Ajustements pour traileurs confirmés
Profil type : Plusieurs trails à votre actif, au moins 10-15 km de D+ conquis sans problème majeur.
Adaptations :
- Phase 1 raccourcie : 3 semaines suffisent, le reste étant du temps perdu.
- Augmentation du volume : Vous pouvez monter jusqu’à 1000-1200m D+ par semaine en Phase 3.
- Intensité supérieure : Travailler à des pourcentages plus élevés (85-95%) de votre effort maximal.
- Intégration de courses tests dès la Phase 2 : Vous avez l’expérience nécessaire.
- Renforcement 2 fois par semaine suffisant : Vous devez concentrer l’énergie sur le terrain.
- Préparation course trail alpin possible : Focus sur les ultra-courts ou moyens trails avec fort D+.
Tests et indicateurs de progression
Test de montée référence
Effectuez ce test une fois au démarrage du programme (semaine 1) et une fois en fin (semaine 12) pour mesurer votre progression.
Test simple :
- Trouvez une côte de 200-300m de dénivelé positif
- Chronométrez le temps pour la gravir à allure maximale soutenable (pas en sprint total)
- Notez votre temps et comment vous vous sentez à l’arrivée
Progression attendue : Un gain de 15-30% sur le temps est excellent pour 12 semaines de travail spécifique.
Suivi de la fréquence cardiaque
Utilisez une montre GPS dénivelé (ou un simple cardio fréquencemètre) pour suivre :
- FC au repos : Elle devrait diminuer progressivement (signe d’adaptation cardiaque)

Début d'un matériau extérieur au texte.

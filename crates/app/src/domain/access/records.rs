//! Access Grant Records

use std::fmt::{Display, Formatter, Result as FmtResult};

use jiff::Timestamp;

use crate::{domain::orders::records::OrderUuid, tokens};

/// Opaque token unlocking course access.
#[derive(Debug, Clone, PartialEq, Eq, Hash)]
pub struct AccessToken(String);

impl AccessToken {
    /// Mint a fresh random token.
    #[must_use]
    pub fn generate() -> Self {
        Self(tokens::opaque_token())
    }

    #[must_use]
    pub fn as_str(&self) -> &str {
        &self.0
    }

    #[must_use]
    pub fn into_string(self) -> String {
        self.0
    }
}

impl From<String> for AccessToken {
    fn from(value: String) -> Self {
        Self(value)
    }
}

impl Display for AccessToken {
    fn fmt(&self, f: &mut Formatter<'_>) -> FmtResult {
        f.write_str(&self.0)
    }
}

/// Access Grant Record
///
/// Bookkeeping for a settled course order. Nothing enforces the expiry.
#[derive(Debug, Clone, PartialEq)]
pub struct AccessGrantRecord {
    pub token: AccessToken,
    pub order: OrderUuid,
    pub email: Option<String>,
    pub granted_at: Timestamp,
    pub expires_at: Timestamp,
}
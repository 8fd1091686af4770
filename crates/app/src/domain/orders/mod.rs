//! Orders

pub mod amount;
pub mod data;
pub mod errors;
pub mod payment;
pub mod records;
pub mod repository;
pub mod service;
pub mod settlement;

pub use errors::OrdersServiceError;
pub use repository::*;
pub use service::*;
pub use settlement::*;
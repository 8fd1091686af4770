//! Quote Records

use jiff::Timestamp;

use crate::uuids::TypedUuid;

/// Quote UUID
pub type QuoteUuid = TypedUuid<QuoteRecord>;

/// Quote Record
#[derive(Debug, Clone, PartialEq, Eq)]
pub struct QuoteRecord {
    pub uuid: QuoteUuid,
    pub email: String,
    pub whatsapp: String,
    pub description: String,
    pub received_at: Timestamp,
}
//! Healthcheck Handler

use salvo::{oapi::ToSchema, prelude::*};
use serde::{Deserialize, Serialize};

/// Healthcheck response
#[derive(Debug, PartialEq, Eq, Serialize, Deserialize, ToSchema)]
pub(crate) struct HealthResponse {
    /// Always `ok` while the process is serving requests
    pub status: String,
}

/// Healthcheck handler
///
/// Liveness probe for the checkout service. Storage is in-process, so there
/// is no downstream dependency to check.
#[endpoint(tags("health"), summary = "Health check endpoint")]
pub(crate) async fn handler() -> Json<HealthResponse> {
    Json(HealthResponse {
        status: String::from("ok"),
    })
}
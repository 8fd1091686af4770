//! Product catalogue shown by the storefront.

use std::{fmt, str::FromStr};

use rust_decimal::Decimal;
use thiserror::Error;

/// Order kind understood by the checkout API.
#[derive(Debug, Clone, Copy, PartialEq, Eq, Hash)]
pub enum OrderKind {
    Template,
    Course,
}

impl OrderKind {
    #[must_use]
    pub const fn as_str(self) -> &'static str {
        match self {
            Self::Template => "template",
            Self::Course => "curso",
        }
    }
}

#[derive(Debug, Error, PartialEq, Eq)]
#[error("unknown product: {0}")]
pub struct UnknownProduct(pub String);

/// A purchasable catalogue entry.
#[derive(Debug, Clone, Copy, PartialEq, Eq, Hash)]
pub enum ProductKey {
    SiteBancario,
    RedeSocial,
    Curso,
}

impl ProductKey {
    pub const ALL: [Self; 3] = [Self::SiteBancario, Self::RedeSocial, Self::Curso];

    #[must_use]
    pub const fn as_str(self) -> &'static str {
        match self {
            Self::SiteBancario => "site_bancario",
            Self::RedeSocial => "rede_social",
            Self::Curso => "curso",
        }
    }

    /// Catalogue price in reais.
    #[must_use]
    pub fn price(self) -> Decimal {
        match self {
            Self::SiteBancario => Decimal::new(29_990, 2),
            Self::RedeSocial => Decimal::new(34_990, 2),
            Self::Curso => Decimal::new(49_990, 2),
        }
    }

    /// Price as shown on the storefront, e.g. `R$ 299.90`.
    #[must_use]
    pub fn display_price(self) -> String {
        format!("R$ {:.2}", self.price())
    }

    #[must_use]
    pub const fn order_kind(self) -> OrderKind {
        match self {
            Self::Curso => OrderKind::Course,
            Self::SiteBancario | Self::RedeSocial => OrderKind::Template,
        }
    }
}

impl fmt::Display for ProductKey {
    fn fmt(&self, f: &mut fmt::Formatter<'_>) -> fmt::Result {
        f.write_str(self.as_str())
    }
}

impl FromStr for ProductKey {
    type Err = UnknownProduct;

    fn from_str(value: &str) -> Result<Self, Self::Err> {
        Self::ALL
            .into_iter()
            .find(|product| product.as_str() == value)
            .ok_or_else(|| UnknownProduct(value.to_string()))
    }
}
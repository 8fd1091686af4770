//! Checkout Timing Config

use std::time::Duration;

use clap::Args;
use jiff::SignedDuration;

const SECONDS_PER_DAY: i64 = 24 * 60 * 60;

/// Settlement simulation and quote acknowledgement timings.
#[derive(Debug, Args)]
pub struct CheckoutConfig {
    /// Seconds after which a pending order is treated as paid
    #[arg(long, env = "SETTLEMENT_DELAY_SECONDS", default_value_t = 30_u32)]
    pub settlement_delay_seconds: u32,

    /// Days a course access grant stays valid
    #[arg(long, env = "ACCESS_GRANT_DAYS", default_value_t = 30_u16)]
    pub access_grant_days: u16,

    /// Milliseconds to wait before acknowledging a quote request
    #[arg(long, env = "QUOTE_ACK_DELAY_MS", default_value_t = 1_500_u64)]
    pub quote_ack_delay_ms: u64,
}

impl CheckoutConfig {
    #[must_use]
    pub fn settlement_delay(&self) -> SignedDuration {
        SignedDuration::from_secs(i64::from(self.settlement_delay_seconds))
    }

    #[must_use]
    pub fn grant_validity(&self) -> SignedDuration {
        SignedDuration::from_secs(i64::from(self.access_grant_days) * SECONDS_PER_DAY)
    }

    #[must_use]
    pub fn quote_ack_delay(&self) -> Duration {
        Duration::from_millis(self.quote_ack_delay_ms)
    }
}
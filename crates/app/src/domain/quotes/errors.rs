//! Quotes service errors.

use thiserror::Error;

use crate::storage::RepositoryError;

#[derive(Debug, Error)]
pub enum QuotesServiceError {
    #[error("missing required data")]
    MissingRequiredData,

    #[error("storage error")]
    Storage(#[from] RepositoryError),
}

- FC à effort égal : Pour la même montée, votre FC devrait baisser au fil des semaines
- FC maximale en montée : L’augmentation de ce chiffre indique une amélioration de la capacité
Indicateurs de fatigue et récupération
Écoutez votre corps. Voici les signes d’une bonne adaptation vs un surmenage :
| Signe | Bonne adaptation | Surmenage |
|---|---|---|
| Douleurs musculaires | Légères, 24-48h après l’effort | Aiguës, persistantes pendant plusieurs jours |
| Qualité du sommeil | Sommeil profond et réparateur | Insomnie ou sommeil perturbé |
| Motivation | Motivation intacte, impatience à s’entrainer | Absence de motivation, dread face aux séances |
| Immunité | Pas de rhume ou infections | Rhumes fréquents, fatigue généralisée |
| Performance | Amélioration progressive semaine à semaine | Stagnation ou régression des performances |
Pour avoir une évaluation précise de vos capacités générales, consultez notre article sur l’amélioration de la VMA en running, qui vous permettra de mieux comprendre votre potentiel aérobie.
Évaluation du niveau initial
Avant de démarrer, honnêtement, où êtes-vous vraiment ?
Test d’auto-évaluation (répondez honnêtement) :
- Pouvez-vous courir 45 minutes sans arrêt sur du terrain facile ? Oui → Intermédiaire minimum
- Avez-vous déjà complété un trail de plus de 10km avec D+ ? Oui → Intermédiaire
- Avez-vous complété plusieurs trails (3+) avec au moins 500m D+ ? Oui → Confirmé
- Avez-vous une expérience montagne (rando, alpinisme) ? C’est un plus énorme
Personnalisation selon les objectifs
Selon la distance visée
Trail court (< 15km, 400-600m D+) : Favorisez les hill intervals et côtes courtes. Phase 2 plus courte.
Trail moyen (15-25km, 700-1200m D+) : Équilibre entre côtes courtes, longues et sorties longues. Plan complet 12 semaines recommandé.
Trail long/ultra (> 25km, 1500m+ D+) : Focus sur les sorties longues et la préparation mentale du dénivelé important. Phase 3 peut être allongée.
Prise en compte du dénivelé cible
Connaître votre race, c’est adapter le volume :
- Si votre course fait 1000m D+ → visez 1000-1200m D+ max par semaine en phase 3
- Si elle fait 2000m D+ → visez 1200-1500m D+ par semaine en phase 3
Intégration du calendrier de courses
Timing idéal du programme :
- Comptez 12-14 semaines avant votre objectif principal
- Intégrez des courses tests à la semaine 8-9 (distance réduite) et semaine 10-11 (distance intermédiaire)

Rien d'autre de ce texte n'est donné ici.